Il le dit lui-même. Et si Blutch n’était pas venu à Cornélius et n’avait pas fait ce chemin là, Cornélius ne serait pas où il en est. C’est ça qui est génial. Peut-être que pousser le truc à fond, y compris avec les gens avec lesquels on bosse... Blanquet par exemple, il a plein d’envies et des envies qui trouvent des résonances chez nous, auxquelles on pourra répondre, ou alors il va nous convaincre, nous expliquer, ou il les fera avec d’autres éditeurs et il développera une autre relation cohérente. C’est comme avoir plusieurs amis. Et pourquoi pas. C’est mieux pour lui, mieux pour nous.
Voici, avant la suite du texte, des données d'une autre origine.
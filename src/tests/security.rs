use approx::assert_abs_diff_eq;

use crate::factory::{eurostag_tutorial_example1, ieee14};
use crate::tests::init;
use crate::*;

#[test]
fn eurostag_line_outage_overloads_the_parallel_line() {
    init();
    let net = eurostag_tutorial_example1().unwrap();
    let mut sa = SecurityAnalysis::new();
    sa.add_single_element_contingency("NHV1_NHV2_1", None).unwrap();
    sa.add_single_element_contingency("NHV1_NHV2_2", Some("second line"))
        .unwrap();

    let result = sa.run_ac(&net, &Parameters::default()).unwrap();

    assert!(result.pre_contingency_result().is_ok());
    assert!(result.pre_contingency_violations().is_empty());

    let post = result.post_contingency_results();
    assert_eq!(post.len(), 2);
    assert_eq!(post[0].contingency_id, "NHV1_NHV2_1");
    assert_eq!(post[1].label.as_deref(), Some("second line"));

    let res = result.post_contingency_result("NHV1_NHV2_1").unwrap();
    assert_eq!(res.status, PostContingencyStatus::Converged);
    assert_eq!(res.limit_violations.len(), 2);

    let side1 = &res.limit_violations[0];
    assert_eq!(side1.subject_id, "NHV1_NHV2_2");
    assert_eq!(side1.side, Side::One);
    assert_abs_diff_eq!(side1.limit, 500.0);
    assert_abs_diff_eq!(side1.value, 1009.1, epsilon = 0.1);

    let side2 = &res.limit_violations[1];
    assert_eq!(side2.subject_id, "NHV1_NHV2_2");
    assert_eq!(side2.side, Side::Two);
    assert_abs_diff_eq!(side2.value, 1048.0, epsilon = 0.1);

    let lf = &res.load_flow;
    assert!(lf.branch("NHV1_NHV2_1").is_none());
    let flow = lf.branch("NHV1_NHV2_2").unwrap();
    assert_abs_diff_eq!(flow.p1, 610.566, epsilon = 1e-2);
    assert_abs_diff_eq!(flow.q1, 334.228, epsilon = 1e-2);
    assert_abs_diff_eq!(lf.generator("GEN").unwrap().p, 611.38, epsilon = 1e-2);

    assert!(result.post_contingency_result("unknown").is_none());
}

#[test]
fn eurostag_dc() {
    init();
    let net = eurostag_tutorial_example1().unwrap();
    let mut sa = SecurityAnalysis::new();
    sa.add_single_element_contingency("NHV1_NHV2_1", None).unwrap();

    let result = sa.run_dc(&net, &Parameters::default()).unwrap();

    let base = result.pre_contingency_result();
    assert_abs_diff_eq!(base.branch("NHV1_NHV2_1").unwrap().p1, 300.0, epsilon = 1e-6);
    assert!(result.pre_contingency_violations().is_empty());

    let res = result.post_contingency_result("NHV1_NHV2_1").unwrap();
    assert_abs_diff_eq!(
        res.load_flow.branch("NHV1_NHV2_2").unwrap().p1,
        600.0,
        epsilon = 1e-6
    );
    // 600 MW at 380 kV
    let current = 600.0 * 1000.0 / (3f64.sqrt() * 380.0);
    assert_eq!(res.limit_violations.len(), 2);
    for v in &res.limit_violations {
        assert_abs_diff_eq!(v.value, current, epsilon = 1e-6);
    }
}

#[test]
fn ieee14_n_minus_1() {
    init();
    let net = ieee14().unwrap();
    let mut sa = SecurityAnalysis::new();
    for id in net.element_ids(ElementType::Line, &[], &[]) {
        sa.add_single_element_contingency(&id, None).unwrap();
    }
    assert_eq!(sa.contingencies().len(), 17);

    let result = sa.run_ac(&net, &Parameters::default()).unwrap();

    assert_eq!(result.post_contingency_results().len(), 17);
    // no limits on the case
    assert!(result
        .post_contingency_results()
        .iter()
        .all(|r| r.limit_violations.is_empty()));

    let res = result.post_contingency_result("L1-2-1").unwrap();
    assert_eq!(res.status, PostContingencyStatus::Converged);
    let lf = &res.load_flow;
    // bus 1 has no load and L1-5-1 is its only remaining branch
    let b1 = lf.generator("B1-G").unwrap().p;
    assert_abs_diff_eq!(b1, lf.branch("L1-5-1").unwrap().p1, epsilon = 1e-6);
    assert_abs_diff_eq!(b1, 243.89, epsilon = 1e-2);
    assert_abs_diff_eq!(lf.generator("B2-G").unwrap().p, 51.77, epsilon = 1e-2);

    let comp = lf.component(0).unwrap();
    assert!(comp.slack_bus_active_power_mismatch.abs() < 1.0);
    // the added losses are shared by B1-G and B2-G
    assert!(comp.distributed_active_power > 20.0);
}

#[test]
fn contingency_with_several_elements() {
    init();
    let net = eurostag_tutorial_example1().unwrap();
    let mut sa = SecurityAnalysis::new();
    sa.add_contingency(Contingency::new(
        "both lines",
        vec!["NHV1_NHV2_1".to_string(), "NHV1_NHV2_2".to_string()],
    ))
    .unwrap();

    let result = sa.run_dc(&net, &Parameters::default()).unwrap();

    let res = result.post_contingency_result("both lines").unwrap();
    // the load side has no generator left; equal sizes, numbered from the
    // generator side
    let lf = &res.load_flow;
    assert_eq!(lf.len(), 2);
    assert_eq!(lf.component(0).unwrap().status, ComponentStatus::Converged);
    assert_eq!(
        lf.component(1).unwrap().status,
        ComponentStatus::NoCalculation
    );
    assert!(lf.load("LOAD").is_none());
    assert!(res.limit_violations.is_empty());
}

#[test]
fn contingency_errors() {
    let net = eurostag_tutorial_example1().unwrap();

    let mut sa = SecurityAnalysis::new();
    sa.add_single_element_contingency("NHV1_NHV2_1", None).unwrap();
    assert!(matches!(
        sa.add_single_element_contingency("NHV1_NHV2_1", None),
        Err(Error::DuplicateId(_))
    ));

    sa.add_single_element_contingency("XX", None).unwrap();
    let err = sa.run_ac(&net, &Parameters::default()).unwrap_err();
    assert_eq!(err.to_string(), "Element 'XX' not found");

    let mut sa = SecurityAnalysis::new();
    sa.add_single_element_contingency("NHV1", None).unwrap();
    assert!(matches!(
        sa.run_dc(&net, &Parameters::default()),
        Err(Error::InvalidContingency(_))
    ));

    let mut sa = SecurityAnalysis::new();
    sa.add_contingency(Contingency::new("empty", Vec::new())).unwrap();
    assert!(matches!(
        sa.run_dc(&net, &Parameters::default()),
        Err(Error::InvalidContingency(_))
    ));
}

#[test]
fn switch_contingency() {
    init();
    let mut net = eurostag_tutorial_example1().unwrap();
    let bus = BusBuilder::default()
        .id("NLOAD_B")
        .nominal_v(150.0)
        .country("FR")
        .build()
        .unwrap();
    net.add_bus(bus).unwrap();
    net.add_switch("BREAKER", "NLOAD", "NLOAD_B", false).unwrap();
    let load = LoadBuilder::default().id("LOAD_B").p0(10.0).build().unwrap();
    net.add_load("NLOAD_B", load).unwrap();

    let mut sa = SecurityAnalysis::new();
    sa.add_single_element_contingency("BREAKER", None).unwrap();

    let result = sa.run_dc(&net, &Parameters::default()).unwrap();

    let base = result.pre_contingency_result();
    assert_abs_diff_eq!(base.branch("NHV1_NHV2_1").unwrap().p1, 305.0, epsilon = 1e-6);
    assert!(base.load("LOAD_B").is_some());

    let res = result.post_contingency_result("BREAKER").unwrap();
    let lf = &res.load_flow;
    assert!(lf.load("LOAD_B").is_none());
    assert_abs_diff_eq!(lf.branch("NHV1_NHV2_1").unwrap().p1, 300.0, epsilon = 1e-6);
    // the input network is untouched
    assert!(!net.switch("BREAKER").unwrap().is_open());
}
use num_complex::Complex64;
use sprs::CsMat;

use crate::jac::make_jac;
use crate::math::{mul_vec, norm_inf};
use crate::traits::LinearSolver;

pub trait ProgressMonitor {
    fn update(&self, i: usize, norm_f: f64);
}

/// Reports Newton iterations through the `log` facade.
pub struct LogProgress {
    pub component_num: usize,
}

impl ProgressMonitor for LogProgress {
    fn update(&self, i: usize, norm_f: f64) {
        log::debug!(
            "component {}: iteration {} mismatch {:e}",
            self.component_num,
            i,
            norm_f
        );
    }
}

/// Outcome of a Newton power flow.
pub(crate) struct NewtonSolution {
    pub v: Vec<Complex64>,
    pub converged: bool,
    pub iterations: usize,
}

/// Solves power flow using full Newton's method (power/polar).
///
/// Fails only if a linear solve fails or the voltages stop being finite.
pub(crate) fn newtonpf(
    y_bus: &CsMat<Complex64>,
    s_bus: &[Complex64],
    v0: &[Complex64],
    pv: &[usize],
    pq: &[usize],
    lin_solver: &dyn LinearSolver,
    tol: f64,
    max_it: usize,
    progress: Option<&dyn ProgressMonitor>,
) -> Result<NewtonSolution, String> {
    let pv_pq = [pv, pq].concat();

    let mut converged = false;
    let mut i = 0;
    let mut v = v0.to_vec();
    let mut va: Vec<f64> = v.iter().map(|v| v.arg()).collect();
    let mut vm: Vec<f64> = v.iter().map(|v| v.norm()).collect();

    // set up indexing for updating V
    let npv = pv.len();
    let npq = pq.len();
    let (j1, j2) = (0, npv); // j1:j2 - V angle of pv buses
    let (j3, j4) = (j2, j2 + npq); // j3:j4 - V angle of pq buses
    let (j5, j6) = (j4, j4 + npq); // j5:j6 - V mag of pq buses

    // evaluate F(x0)
    let mut f = mismatch(y_bus, s_bus, &v, &pv_pq, pq);

    // check tolerance
    let norm_f = norm_inf(&f);
    if let Some(pm) = progress {
        pm.update(i, norm_f);
    }
    if norm_f < tol {
        converged = true;
    }

    // do Newton iterations
    while !converged && i < max_it {
        // update iteration counter
        i += 1;

        // evaluate Jacobian
        let jac = make_jac(y_bus, &v, &pv_pq, pq);

        // compute update step
        let neg_f: Vec<f64> = f.iter().map(|f_i| -f_i).collect();
        let dx = lin_solver.solve(&jac, &neg_f)?;

        // update voltage
        pv.iter().zip(j1..j2).for_each(|(&i, j)| va[i] += dx[j]);
        pq.iter().zip(j3..j4).for_each(|(&i, j)| va[i] += dx[j]);
        pq.iter().zip(j5..j6).for_each(|(&i, j)| vm[i] += dx[j]);

        // update Vm and Va again in case we wrapped around with a negative Vm
        v = vm
            .iter()
            .zip(&va)
            .map(|(&m, &a)| Complex64::from_polar(m, a))
            .collect();
        if v.iter().any(|v| !v.is_finite()) {
            return Err(format!("voltages diverged at iteration {}", i));
        }
        va = v.iter().map(|v| v.arg()).collect();
        vm = v.iter().map(|v| v.norm()).collect();

        // evalute F(x)
        f = mismatch(y_bus, s_bus, &v, &pv_pq, pq);

        // check for convergence
        let norm_f = norm_inf(&f);
        if let Some(pm) = progress {
            pm.update(i, norm_f);
        }
        if norm_f < tol {
            converged = true;
            log::debug!(
                "Newton's method power flow (power balance, polar) converged in {} iterations.",
                i
            );
        }
    }

    if !converged {
        log::debug!(
            "Newton's method power flow (power balance, polar) did not converge in {} iterations.",
            i
        );
    }

    Ok(NewtonSolution {
        v,
        converged,
        iterations: i,
    })
}

/// Active power mismatch at PV and PQ buses followed by reactive power
/// mismatch at PQ buses.
fn mismatch(
    y_bus: &CsMat<Complex64>,
    s_bus: &[Complex64],
    v: &[Complex64],
    pv_pq: &[usize],
    pq: &[usize],
) -> Vec<f64> {
    let i_bus = mul_vec(y_bus, v);
    let mis: Vec<Complex64> = v
        .iter()
        .zip(&i_bus)
        .zip(s_bus)
        .map(|((v, i), s)| v * i.conj() - s)
        .collect();
    pv_pq
        .iter()
        .map(|&k| mis[k].re)
        .chain(pq.iter().map(|&k| mis[k].im))
        .collect()
}
use std::collections::HashMap;

use petgraph::unionfind::UnionFind;

use crate::network::Network;

/// Merges buses joined by closed switches.
///
/// Returns, for each bus, the index of its electrical node and the number of
/// nodes. Nodes are numbered in order of first appearance.
pub(crate) fn electrical_nodes(network: &Network) -> (Vec<usize>, usize) {
    let nb = network.buses.len();
    let mut uf = UnionFind::<usize>::new(nb);
    for sw in network.switches.iter().filter(|sw| !sw.open) {
        uf.union(sw.bus1, sw.bus2);
    }
    relabel(&uf.into_labeling())
}

/// Computes the connected component number of every bus.
///
/// Buses are joined through closed switches and through branches closed at
/// both ends. Components are numbered by decreasing size, ties going to the
/// component holding the earliest bus, so the largest one is number 0.
pub(crate) fn components(network: &Network) -> Vec<usize> {
    let nb = network.buses.len();
    let mut uf = UnionFind::<usize>::new(nb);
    for sw in network.switches.iter().filter(|sw| !sw.open) {
        uf.union(sw.bus1, sw.bus2);
    }
    for br in network.branches.iter().filter(|br| br.is_connected()) {
        uf.union(br.bus1, br.bus2);
    }
    let (labels, n) = relabel(&uf.into_labeling());

    let mut size = vec![0usize; n];
    for &l in &labels {
        size[l] += 1;
    }
    // labels are already in order of first bus, so a stable sort on size
    // keeps the tie-break
    let mut order: Vec<usize> = (0..n).collect();
    order.sort_by(|a, b| size[*b].cmp(&size[*a]));

    let mut num = vec![0; n];
    for (k, &l) in order.iter().enumerate() {
        num[l] = k;
    }
    labels.iter().map(|&l| num[l]).collect()
}

fn relabel(roots: &[usize]) -> (Vec<usize>, usize) {
    let mut seen: HashMap<usize, usize> = HashMap::new();
    let labels = roots
        .iter()
        .map(|r| {
            let next = seen.len();
            *seen.entry(*r).or_insert(next)
        })
        .collect();
    (labels, seen.len())
}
On revient toujours à cette notion... D’autres l’ont aussi à leur manière, mais disons que c’est vrai que là... Mais tu vois aussi, il y a l’idée de ce qu’on peut faire, et c’est pour ça que l’on ne travaille pas avec beaucoup d’auteurs. Parce qu’avec beaucoup d’auteurs, on serait moins efficace, moins en éveil, on pourrait moins donner à chacun. Quand on est à Cornélius et qu’on se donne à fond, mais il faut qu’on se garde des réserves pour nous.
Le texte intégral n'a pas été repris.